I don’t get upset like I used to. I don’t get uncontrollable fits of anger or sadness or happiness. I’ve found a steady calm, so long as I keep counting and keep calculating everything.
After lunch, my therapist took me to my mentor, who helps me with my counting and my calculations. He likes to tell me how good I am, and how good I’ve got with my counting, and he tells me how proud he is of me. I think he must either be related to my therapist or at least is her client as well because they say a lot of similar things.
After I’ve completed all my assignments with my mentor, he gives me some homework and my therapist takes me to have dinner with a couple of old men. I don’t mind too much because I get to go off camp and the old men just ask my therapist a lot of questions, about me and my day mostly. Sometimes my therapist makes me answer some questions, but for the most part, I just get to eat my dinner in peace.
Not many others get the opportunity to go off camp, and certainly don’t get such fancy dinners, so it really doesn’t bother me at all that they ask me so many questions about me as if I’m not there.

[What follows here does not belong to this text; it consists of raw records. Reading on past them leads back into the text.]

//! Discord REST API v10 connector. Auth is `Authorization: Bot {token}`.

use crate::base::{all_required_credentials_present, opt_i64, require_str, Connector, ConnectorState};
use crate::util::{accept_and_content_json_headers, accept_json_headers, encode_path_segment};
use cplane_core::{
    CapabilityClass, ConnectorManifest, ConnectorOperation, ConnectorResult, ConnectorSource,
    ConnectorStatus, CredentialSpec, HttpMethod, ModelError, ParameterSpec, RequestBody, RiskTier,
};
use cplane_vault::CredentialVault;
use serde_json::json;
use std::collections::HashMap;

const DISCORD_API_BASE: &str = "https://discord.com/api/v10";

pub struct DiscordConnector {
    state: ConnectorState,
}

impl DiscordConnector {
    pub fn new() -> Self {
        let manifest = ConnectorManifest {
            id: "discord".into(),
            name: "Discord Integration".into(),
            version: "1.0.0".into(),
            author: "lancelot".into(),
            source: ConnectorSource::FirstParty,
            description: "Discord REST API for reading and posting messages".into(),
            target_domains: vec!["discord.com".into()],
            required_credentials: vec![CredentialSpec {
                name: "discord_bot_token".into(),
                // Carries `Authorization: Bot {token}`, not `X-API-Key` — see the
                // proxy's credential-injection table for why this type matters.
                credential_type: "bot_token".into(),
                vault_key: "discord.bot_token".into(),
                required: true,
                scopes: vec![],
            }],
            data_reads: vec![
                "Channel messages".into(),
                "Guild/server metadata".into(),
                "Channel metadata".into(),
            ],
            data_writes: vec!["New messages".into(), "Reactions".into(), "Message edits".into()],
            does_not_access: vec![
                "DMs unless channel ID provided".into(),
                "User private data".into(),
                "Server settings".into(),
                "Role management".into(),
                "Voice channels".into(),
            ],
        };
        Self {
            state: ConnectorState::new(manifest),
        }
    }
}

I see waiters come out, and 7 in total. Fascinating. Why does everybody and everything get 7 today? There are seven notes in the awful music playing from the speakers. 7 beats too. 7 seconds of pause in the conversation around me.
I turn to my therapist, to find she is staring at me oddly, as if waiting for me to tell her what I’ve seen. I hadn’t realized she could tell when I was seeing numbers. For some reason, this does bother me.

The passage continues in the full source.